Mama was rarely in the kitchen, relying on Papa and my older sister to cook for a household of seven. But when it came to pinakbet, she was the queen. The vegetable dish cooked with bagoong (anchovy sauce) was her specialty. It was the only thing she knew to cook, along with a similar dish called dinengdeng.
I called her recently, “Mama, when did you learn to cook pinakbet?”
“Your Auntie Naty taught me.” While in college, Mama lived with her older sister in La Trinidad, near Baguio City. Mama studied at Saint Louis University, where she met my dad. They raised us in Baguio, and we also went to the same university.
Mama chuckles at the memory of her sister. “Tatang used to debone little fish for me. He arranged them on a pink plastic plate, and I had my fill. Manang Naty bristled at Tatang spoiling me. She often called me to dinner, ‘Mayka manganen, señorita.’ ”
Mama was the little princess in her childhood home. Auntie Naty was ten years older and expected her ward to do chores around her household. Mama often balked, and would threaten, “Ipulongka ken ni Tatang.”
“Go ahead, tell Tatang,” Auntie Naty would not relent.
“Manang Naty did not trust me to cook. ‘Agnatengka laeng,’ she commanded.”
“I was allowed to pull leaves off their stems or cut them according to her specifications.
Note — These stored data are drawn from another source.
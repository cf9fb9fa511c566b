//! Per-connection session handling.
//!
//! A [`Session`] owns one accepted connection: its framed stream (and so
//! the receive buffer inside it), the peer address, and handles to the
//! shared dispatcher and response counter. No other task ever touches a
//! session's buffer; exclusivity comes from ownership, not locking.
//!
//! The loop alternates between waiting for bytes and draining whatever
//! complete frames the codec can produce from them. Each response is
//! written before the next inbound frame is decoded, so responses on one
//! connection never reorder.

use futures::{SinkExt, StreamExt};
use std::io;
use std::net::SocketAddr;
use std::sync::atomic::{AtomicU8, Ordering};
use std::sync::Arc;
use tokio::net::TcpStream;
use tokio_util::codec::Framed;
use tracing::{debug, instrument, trace, warn};

use crate::core::codec::FrameCodec;
use crate::error::{ProtocolError, Result};
use crate::protocol::dispatcher::Dispatcher;
use crate::protocol::message::Transaction;
use crate::utils::metrics::global_metrics;

/// Process-wide response sequence counter, advanced modulo 10 on every
/// outbound message.
///
/// Diagnostic only: responses correlate by echoing the client's own
/// sequence digit, never this value. The atomic keeps concurrent
/// sessions from losing increments.
#[derive(Debug, Default)]
pub struct ResponseSequence(AtomicU8);

impl ResponseSequence {
    pub const fn new() -> Self {
        Self(AtomicU8::new(0))
    }

    /// Advance the counter and return the new value (0-9).
    pub fn advance(&self) -> u8 {
        let prev = self
            .0
            .fetch_update(Ordering::Relaxed, Ordering::Relaxed, |n| Some((n + 1) % 10))
            .unwrap_or_default();
        (prev + 1) % 10
    }

    /// Current counter value (0-9).
    pub fn current(&self) -> u8 {
        self.0.load(Ordering::Relaxed)
    }
}

/// One accepted connection's processing loop and state.
pub struct Session {
    framed: Framed<TcpStream, FrameCodec>,
    peer: SocketAddr,
    dispatcher: Arc<Dispatcher>,
    sequence: Arc<ResponseSequence>,
}

impl Session {
    pub fn new(
        stream: TcpStream,
        peer: SocketAddr,
        codec: FrameCodec,
        dispatcher: Arc<Dispatcher>,
        sequence: Arc<ResponseSequence>,
    ) -> Self {
        Self {
            framed: Framed::new(stream, codec),
            peer,
            dispatcher,
            sequence,
        }
    }

    /// Drive the session until the client disconnects or the stream fails.
    ///
    /// Malformed input never ends the session (the codec resynchronizes
    /// internally); only socket failures and a runaway receive buffer do.
    #[instrument(skip(self), fields(peer = %self.peer))]
    pub async fn run(mut self) -> Result<()> {
        debug!("session established");

        while let Some(next) = self.framed.next().await {
            let frame = match next {
                Ok(frame) => frame,
                Err(ProtocolError::Io(ref e)) if is_disconnect(e.kind()) => {
                    debug!(error = %e, "client connection dropped");
                    return Ok(());
                }
                Err(e) => {
                    global_metrics().connection_error();
                    warn!(error = %e, "terminating session");
                    return Err(e);
                }
            };

            trace!(raw = %frame.raw().trim_end_matches('\r'), "frame received");

            let response = match self.dispatcher.dispatch(&frame) {
                Ok(Some(response)) => response,
                Ok(None) => {
                    global_metrics().unknown_transaction();
                    warn!(code = %frame.code(), "unsupported transaction code, no response sent");
                    continue;
                }
                Err(e) => {
                    warn!(code = %frame.code(), error = %e, "handler failed, no response sent");
                    continue;
                }
            };

            if let Some(transaction) = Transaction::from_request_code(frame.code()) {
                debug!(
                    transaction = transaction.name(),
                    sequence = %frame.sequence(),
                    "transaction handled"
                );
            }

            let server_sequence = self.sequence.advance();
            trace!(response_counter = server_sequence, "response counter advanced");

            if let Err(e) = self.framed.send(response).await {
                return match e {
                    ProtocolError::Io(ref io_err) if is_disconnect(io_err.kind()) => {
                        debug!(
                            error = %io_err,
                            "client disconnected before response could be sent"
                        );
                        Ok(())
                    }
                    other => {
                        global_metrics().connection_error();
                        warn!(error = %other, "failed to write response");
                        Err(other)
                    }
                };
            }
        }

        debug!("client disconnected");
        Ok(())
    }
}

fn is_disconnect(kind: io::ErrorKind) -> bool {
    matches!(
        kind,
        io::ErrorKind::UnexpectedEof
            | io::ErrorKind::ConnectionReset
            | io::ErrorKind::ConnectionAborted
            | io::ErrorKind::BrokenPipe
    )
}

#[cfg(test)]
mod tests {
    #![allow(clippy::unwrap_used)]

    use super::*;

    #[test]
    fn response_sequence_cycles_modulo_ten() {
        let sequence = ResponseSequence::new();
        let values: Vec<u8> = (0..12).map(|_| sequence.advance()).collect();
        assert_eq!(values[..10], [1, 2, 3, 4, 5, 6, 7, 8, 9, 0]);
        assert_eq!(values[10], 1);
        assert_eq!(sequence.current(), 2);
    }

    #[test]
    fn concurrent_advances_lose_no_increments() {
        let sequence = Arc::new(ResponseSequence::new());
        let mut handles = Vec::new();
        for _ in 0..4 {
            let sequence = sequence.clone();
            handles.push(std::thread::spawn(move || {
                for _ in 0..250 {
                    sequence.advance();
                }
            }));
        }
        for handle in handles {
            handle.join().unwrap();
        }
        // 1000 increments wrap back to the starting value
        assert_eq!(sequence.current(), 0);
    }
}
For pinakbet, I would cut a large eggplant into four chunks, then quarter them, but not all the way so they are still connected at the bottom.”
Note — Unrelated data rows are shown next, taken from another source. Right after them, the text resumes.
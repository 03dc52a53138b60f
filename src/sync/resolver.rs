use std::collections::{HashMap, HashSet};

use tracing::{debug, info, warn};

use super::SyncEvent;
use crate::tracker::Tracker;

/// Project name to id mapping for a single run.
///
/// `existing` holds what the tracker already had when the run started;
/// `created` holds projects made during this run and `failed` the names whose
/// creation was rejected. Nothing here outlives the run.
#[derive(Debug, Default)]
pub struct ProjectCache {
    existing: HashMap<String, String>,
    created: HashMap<String, String>,
    failed: HashSet<String>,
}

impl ProjectCache {
    pub fn new(existing: HashMap<String, String>) -> Self {
        Self {
            existing,
            created: HashMap::new(),
            failed: HashSet::new(),
        }
    }

    /// Pre-fetch the team's projects. A failed listing leaves the cache empty.
    pub async fn load(
        tracker: &dyn Tracker,
        team_id: &str,
        on_event: &mut dyn FnMut(&SyncEvent),
    ) -> Self {
        match tracker.list_projects(team_id).await {
            Ok(projects) => {
                for p in &projects {
                    debug!(project = %p.name, state = ?p.state, "existing project");
                }
                let existing: HashMap<String, String> =
                    projects.into_iter().map(|p| (p.name, p.id)).collect();
                on_event(&SyncEvent::ProjectsLoaded {
                    count: existing.len(),
                });
                Self::new(existing)
            }
            Err(e) => {
                warn!(team_id, error = %e, "could not list projects");
                on_event(&SyncEvent::ProjectsUnavailable {
                    message: e.to_string(),
                });
                Self::default()
            }
        }
    }

    pub fn lookup(&self, name: &str) -> Option<&str> {
        self.existing
            .get(name)
            .or_else(|| self.created.get(name))
            .map(String::as_str)
    }

    pub fn created(&self) -> &HashMap<String, String> {
        &self.created
    }

    /// Existing projects first, then this run's creations, then create it.
    /// Each name is sent to `create_project` at most once per run; a failed
    /// creation yields `None` for that name from then on.
    pub async fn resolve(
        &mut self,
        tracker: &dyn Tracker,
        name: &str,
        team_id: &str,
        on_event: &mut dyn FnMut(&SyncEvent),
    ) -> Option<String> {
        if let Some(id) = self.lookup(name) {
            return Some(id.to_string());
        }
        if self.failed.contains(name) {
            debug!(project = name, "skipping project that failed earlier");
            return None;
        }

        on_event(&SyncEvent::CreatingProject {
            name: name.to_string(),
        });
        match tracker.create_project(name, team_id).await {
            Ok(project) => {
                info!(project = name, id = %project.id, "created project");
                self.created.insert(name.to_string(), project.id.clone());
                on_event(&SyncEvent::ProjectCreated {
                    name: name.to_string(),
                    id: project.id.clone(),
                });
                Some(project.id)
            }
            Err(e) => {
                warn!(project = name, error = %e, "project creation failed");
                self.failed.insert(name.to_string());
                on_event(&SyncEvent::ProjectFailed {
                    name: name.to_string(),
                    message: e.to_string(),
                });
                None
            }
        }
    }
}

#[cfg(test)]
mod tests {
    use super::*;
    use crate::tracker::tests::{Call, FakeTracker};

    fn ignore(_: &SyncEvent) {}

    #[tokio::test]
    async fn load_maps_existing_projects() {
        let tracker = FakeTracker::new()
            .with_project("p1", "Backend API")
            .with_project("p2", "App Mobile");
        let mut events = Vec::new();
        let cache = ProjectCache::load(&tracker, "team-1", &mut |e| events.push(e.clone())).await;

        assert_eq!(cache.lookup("Backend API"), Some("p1"));
        assert_eq!(cache.lookup("App Mobile"), Some("p2"));
        assert_eq!(events, vec![SyncEvent::ProjectsLoaded { count: 2 }]);
    }

    #[tokio::test]
    async fn failed_listing_yields_empty_cache() {
        let tracker = FakeTracker::new()
            .with_project("p1", "Backend API")
            .failing_project_list();
        let mut events = Vec::new();
        let cache = ProjectCache::load(&tracker, "team-1", &mut |e| events.push(e.clone())).await;

        assert_eq!(cache.lookup("Backend API"), None);
        assert!(matches!(events[0], SyncEvent::ProjectsUnavailable { .. }));
    }

    #[tokio::test]
    async fn existing_project_is_not_recreated() {
        let tracker = FakeTracker::new();
        let mut cache = ProjectCache::new(HashMap::from([("Web".to_string(), "p1".to_string())]));

        let id = cache.resolve(&tracker, "Web", "team-1", &mut ignore).await;
        assert_eq!(id.as_deref(), Some("p1"));
        assert!(tracker.calls().is_empty());
    }

    #[tokio::test]
    async fn same_name_is_created_once_per_run() {
        let tracker = FakeTracker::new();
        let mut cache = ProjectCache::default();

        let first = cache.resolve(&tracker, "Web", "team-1", &mut ignore).await;
        let second = cache.resolve(&tracker, "Web", "team-1", &mut ignore).await;

        assert!(first.is_some());
        assert_eq!(first, second);
        assert_eq!(tracker.project_creations(), vec!["Web"]);
        assert_eq!(cache.created().len(), 1);
    }

    #[tokio::test]
    async fn lookup_is_exact_on_name() {
        let tracker = FakeTracker::new();
        let mut cache = ProjectCache::new(HashMap::from([("Web".to_string(), "p1".to_string())]));

        cache.resolve(&tracker, "web", "team-1", &mut ignore).await;
        assert_eq!(tracker.calls(), vec![Call::CreateProject("web".into())]);
    }

    #[tokio::test]
    async fn failed_creation_returns_none_and_reports() {
        let tracker = FakeTracker::new().failing_project("Web");
        let mut cache = ProjectCache::default();
        let mut events = Vec::new();

        let id = cache
            .resolve(&tracker, "Web", "team-1", &mut |e| events.push(e.clone()))
            .await;

        assert_eq!(id, None);
        assert!(cache.created().is_empty());
        assert_eq!(
            events,
            vec![
                SyncEvent::CreatingProject { name: "Web".into() },
                SyncEvent::ProjectFailed {
                    name: "Web".into(),
                    message: "cannot create Web".into()
                },
            ]
        );
    }

    #[tokio::test]
    async fn failed_name_is_not_sent_again() {
        let tracker = FakeTracker::new().failing_project("Web");
        let mut cache = ProjectCache::default();
        let mut events = Vec::new();

        let first = cache
            .resolve(&tracker, "Web", "team-1", &mut |e| events.push(e.clone()))
            .await;
        let second = cache
            .resolve(&tracker, "Web", "team-1", &mut |e| events.push(e.clone()))
            .await;

        assert_eq!((first, second), (None, None));
        assert_eq!(tracker.calls(), vec![Call::CreateProject("Web".into())]);
        assert_eq!(events.len(), 2);
    }

    #[tokio::test]
    async fn failure_does_not_block_other_names() {
        let tracker = FakeTracker::new().failing_project("Web");
        let mut cache = ProjectCache::default();

        cache.resolve(&tracker, "Web", "team-1", &mut ignore).await;
        let api = cache.resolve(&tracker, "Api", "team-1", &mut ignore).await;

        assert!(api.is_some());
        assert_eq!(tracker.project_creations(), vec!["Web", "Api"]);
    }
}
Auntie Naty, like most Ilocanos, was frugal and made sure Mama pulled off all the leaves from the stems. When she spied a missed leaf, she deplored waste. “Na, kailala.”
Soon, Mama mastered pinakbet. To this day, she would not allow anyone else to interfere.
Imelda’s Pinakbet
Ingredients:
Eggplant, bitter melon fruits, okra, string beans, squash-optional. Pork and/or shrimps.
Sauté garlic, onions, tomatoes, ginger. Add pork and/or shrimps and a cup or two of water. Remove the shrimps. Add bagoong 3-4 tbsps. Bring to a boil. May add just enough water or patis (fish sauce).
Add okra, beans, bitter melon, and squash. Remove the shrimps so as not to overcook. Moderate fire. If the vegetables are half-cooked, remove the pan cover to shrink the veggies.
Pinakbet means vegetables are made to shrink (kebbet in Ilocano).
Don’t overcook. Enjoy!
How Mama Became a Vegetarian
Mama preferred vegetables, unlike Papa who preferred meat dishes like kilawen (goat meat marinated in vinegar, onions, and garlic), dinuguan (entrails cooked in pig’s blood), menudo (beef chunks cooked in tomato sauce), and pinapaitan (entrails cooked in bile). He cooked igado for me, saying that liver would help me battle my anemia.
Mama did not touch those dishes and looked away with disgust. The smell made her nauseous, and she would recall her dad’s sister.
“Auntie Rosa was a butt-cher,” as she pronounced butcher. “After her work at the market, she would bring us pails of meat she did not sell. I could see the fat jiggling as she walked through the house. I could not stand the smell, it made me gag.”
Her other specialty is dinengdeng. Unlike pinakbet which has a specific combination of ingredients, dinegdeng is a stew using whatever vegetables are grown in the backyard—long beans, marrunggay (moringa), katuday (vegetable hummingbird), or those used for pinakbet. After a summer thunderstorm, mushrooms and saluyot sprouted in the yard like weeds.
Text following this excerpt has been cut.